The installation of a knee prosthesis makes it possible to regain comfort and mobility, in particular for patients suffering from knee osteoarthritis. It can be considered when other treatment routes have reached their limits or have failed. Doctor Charles Catier, knee specialist at the Rennais Institute of Orthopedic Surgery and Sports Medicine, presents unicompartmental and total knee prostheses, their indications and the postoperative course.
What is a UniCompartmental Knee Prosthesis?
The surgical intervention concerns the replacement of part of the knee, almost mainly the internal femoro-tibial compartment. One condition is that the knee must be stable in all planes (antero-posterior and medio-lateral). There should be no ligament damage, especially the anterior cruciate ligament. The UniCompartmental Knee Prosthesis (see photo above) compensates for cartilage wear by playing the role of a “wedge”. The placement of a UKA is less cumbersome than that of a Total Knee Prosthesis.
Indications for the Unicompartmental Prosthesis
The UniCompartmental Knee Prosthesis is prescribed in cases of advanced osteoarthritis of a single femoro-tibial compartment of the knee, osteonecrosis of the internal condyle with localized pain opposite. It concerns patients over 55, with a stable and flexible knee and a BMI (body mass index) of less than 35.

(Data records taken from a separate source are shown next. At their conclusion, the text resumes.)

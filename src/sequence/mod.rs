// SPDX-License-Identifier: MPL-2.0
//! The splash sequence core: observable state, timing schedule, and the
//! sequencer that drives staged reveals, progress ramps, and indicator
//! rotation over simulated time.
//!
//! The sequencer is deterministic and wall-clock free; the application
//! shell converts real elapsed time into [`Sequencer::advance_to`] calls.

mod schedule;
mod sequencer;
mod state;

pub use schedule::Schedule;
pub use sequencer::Sequencer;
pub use state::{SplashState, BADGE_COUNT, DOT_COUNT};
// SPDX-License-Identifier: MPL-2.0
//! `iced_splash` is a branded loading/splash sequence built with the Iced
//! GUI framework.
//!
//! The core is the [`sequence`] module: a deterministic, simulated-time
//! state machine of staged reveals, progress ramps, and rotating
//! indicators. The [`app`] module hosts it in an Iced application and the
//! [`ui`] module renders purely from its observable state.

#![doc(html_root_url = "https://docs.rs/iced_splash/0.1.0")]

pub mod app;
pub mod config;
pub mod error;
pub mod sequence;
pub mod ui;
// SPDX-License-Identifier: MPL-2.0
//! Three-dot loading indicator; one dot is highlighted at a time.

use crate::sequence::DOT_COUNT;
use crate::ui::design_tokens::{sizing, spacing};
use crate::ui::theme;
use iced::widget::{Container, Row, Space};
use iced::{Element, Length};

/// Renders the dot row with `active_dot` highlighted.
pub fn view<'a, Message: 'a>(active_dot: usize) -> Element<'a, Message> {
    let mut row = Row::new().spacing(spacing::SM);
    for dot in 0..DOT_COUNT {
        row = row.push(
            Container::new(Space::new().width(Length::Fixed(0.0)).height(Length::Fixed(0.0)))
                .width(sizing::DOT)
                .height(sizing::DOT)
                .style(theme::dot_style(dot == active_dot)),
        );
    }
    row.into()
}
// SPDX-License-Identifier: MPL-2.0
//! Observable state of the splash sequence.
//!
//! The presentation layer renders purely as a function of this state and
//! never writes it; all mutators are crate-internal and enforce the
//! clamp, latch, and modulo rules so no out-of-range value can ever be
//! observed.

/// Number of dots in the loading indicator.
pub const DOT_COUNT: usize = 3;

/// Number of badges in the badge row.
pub const BADGE_COUNT: usize = 5;

/// Upper bound for both progress ramps.
const PROGRESS_CAP: f32 = 100.0;

/// Snapshot of everything the splash screen renders from.
///
/// Created with its initial values at sequence start and only mutated by
/// the [`Sequencer`](super::Sequencer) while it is running.
#[derive(Debug, Clone, PartialEq)]
pub struct SplashState {
    /// Simulated completion percentage, 0..=100.
    loading_percent: f32,
    /// Simulated bar fill percentage, 0..=100. Independent cadence from
    /// `loading_percent`.
    progress_bar_width: f32,
    /// Which of the indicator dots is currently highlighted.
    active_dot: usize,
    badges_visible: bool,
    text_visible: bool,
    logo_visible: bool,
    /// Which badge is emphasized. `None` until the first rotation tick.
    highlight: Option<usize>,
}

impl Default for SplashState {
    fn default() -> Self {
        Self {
            loading_percent: 0.0,
            progress_bar_width: 0.0,
            active_dot: 0,
            badges_visible: false,
            text_visible: false,
            logo_visible: false,
            highlight: None,
        }
    }
}

impl SplashState {
    #[must_use]
    pub fn new() -> Self {
        Self::default()
    }

    /// Raw completion percentage, 0..=100.
    #[must_use]
    pub fn loading_percent(&self) -> f32 {
        self.loading_percent
    }

    /// Completion percentage rounded for display.
    #[must_use]
    pub fn display_percent(&self) -> u8 {
        self.loading_percent.round() as u8
    }

    /// Bar fill percentage, 0..=100.
    #[must_use]
    pub fn progress_bar_width(&self) -> f32 {
        self.progress_bar_width
    }

    /// Currently highlighted indicator dot, always in `0..DOT_COUNT`.
    #[must_use]
    pub fn active_dot(&self) -> usize {
        self.active_dot
    }

    #[must_use]
    pub fn badges_visible(&self) -> bool {
        self.badges_visible
    }

    #[must_use]
    pub fn text_visible(&self) -> bool {
        self.text_visible
    }

    #[must_use]
    pub fn logo_visible(&self) -> bool {
        self.logo_visible
    }

    /// Currently emphasized badge, `None` before the first rotation tick,
    /// then always `Some` of a value in `0..BADGE_COUNT`.
    #[must_use]
    pub fn highlight(&self) -> Option<usize> {
        self.highlight
    }

    /// Whether the percentage ramp has reached its cap.
    #[must_use]
    pub fn percent_done(&self) -> bool {
        self.loading_percent >= PROGRESS_CAP
    }

    /// Whether the bar-fill ramp has reached its cap.
    #[must_use]
    pub fn bar_done(&self) -> bool {
        self.progress_bar_width >= PROGRESS_CAP
    }

    // Mutators below are crate-internal: only the sequencer's timer
    // actions may write the state.

    /// Advances the percentage ramp by one step, pinning at the cap.
    pub(crate) fn advance_percent(&mut self, step: f32) {
        self.loading_percent = (self.loading_percent + step).min(PROGRESS_CAP);
    }

    /// Advances the bar-fill ramp by one step, pinning at the cap.
    pub(crate) fn advance_bar(&mut self, step: f32) {
        self.progress_bar_width = (self.progress_bar_width + step).min(PROGRESS_CAP);
    }

    /// One-way latch: once visible, badges stay visible.
    pub(crate) fn reveal_badges(&mut self) {
        self.badges_visible = true;
    }

    /// One-way latch: once visible, the text block stays visible.
    pub(crate) fn reveal_text(&mut self) {
        self.text_visible = true;
    }

    /// One-way latch: once visible, the logo stays visible.
    pub(crate) fn reveal_logo(&mut self) {
        self.logo_visible = true;
    }

    /// Rotates the active indicator dot.
    pub(crate) fn advance_dot(&mut self) {
        self.active_dot = (self.active_dot + 1) % DOT_COUNT;
    }

    /// Rotates the emphasized badge, starting at the first badge.
    pub(crate) fn advance_highlight(&mut self) {
        self.highlight = Some(match self.highlight {
            None => 0,
            Some(index) => (index + 1) % BADGE_COUNT,
        });
    }
}

const _: () = {
    assert!(DOT_COUNT > 0);
    assert!(BADGE_COUNT > 0);
};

What is a Total Knee Prosthesis?
During the intervention, the orthopedic surgeon will replace the entire knee: femoro-tibial joint and joint between the patella and the femur (femoral-patellar). The installation of a Total Knee Prosthesis is possible even if the cruciate ligaments which contribute to the antero-posterior stability are broken. Indeed, it is the shape of the prosthesis which ensures its stability. On the other hand, the lateral ligaments must be intact.
Indications for Total Knee Prosthesis
Osteoarthritis of the knee, or gonarthrosis, is the main pathology leading to an intervention and the fitting of a prosthesis. It can be symptomatic, idiopathic (of unknown cause), or secondary after trauma to the knee.
Meniscectomy, which consists of the removal of an injured part of the meniscus. The intervention carried out by an orthopedic surgeon is done by arthroscopy.
The patient to whom the installation of a knee prosthesis is proposed is in a situation of failure of medical treatment. This assumes that it had been well conducted and adapted to the patient, and that all possible avenues had been explored without success (analgesics, anti-inflammatories, infiltrations and visco-supplementation).
The surgical gesture consists, by an incision in front of the knee of 10 to 15 cm, to recut the worn femoral and tibial surfaces using specific instrumentation. The prosthesis will then be put in place, cemented or not to the bone depending on its quality. In this case, the prosthesis is covered with a porous osteoconductive surface in which the bone pushes back. For the PUC, the rest of the knee is not affected.
Hospitalization for placement of a UniCompartmental Prosthesis:
D0: Intervention of 60 to 70 minutes under general or loco-regional anesthesia. Raised at the edge of the bed during the day.
D1: Resumption of weight bearing and removal of the drain. Walking on crutches with the physiotherapist.
D2: Work on the stairs, then exit validated by the surgeon and the medical team.
The intervention for fitting a Total Knee Prosthesis is a little longer, between 60 and 120 minutes. The suites are similar to those of the PUC.
What is Accelerated Recovery After Surgery (ARAS)?
ERAS is a medical-surgical protocol to improve recovery and function after prosthetic surgery. In particular, it reduces the occurrence of complications, as well as the average length of hospital stay. It also helps to increase patient satisfaction and confidence in their surgeon. Not all patients are eligible for this type of care in the context of a knee prosthesis.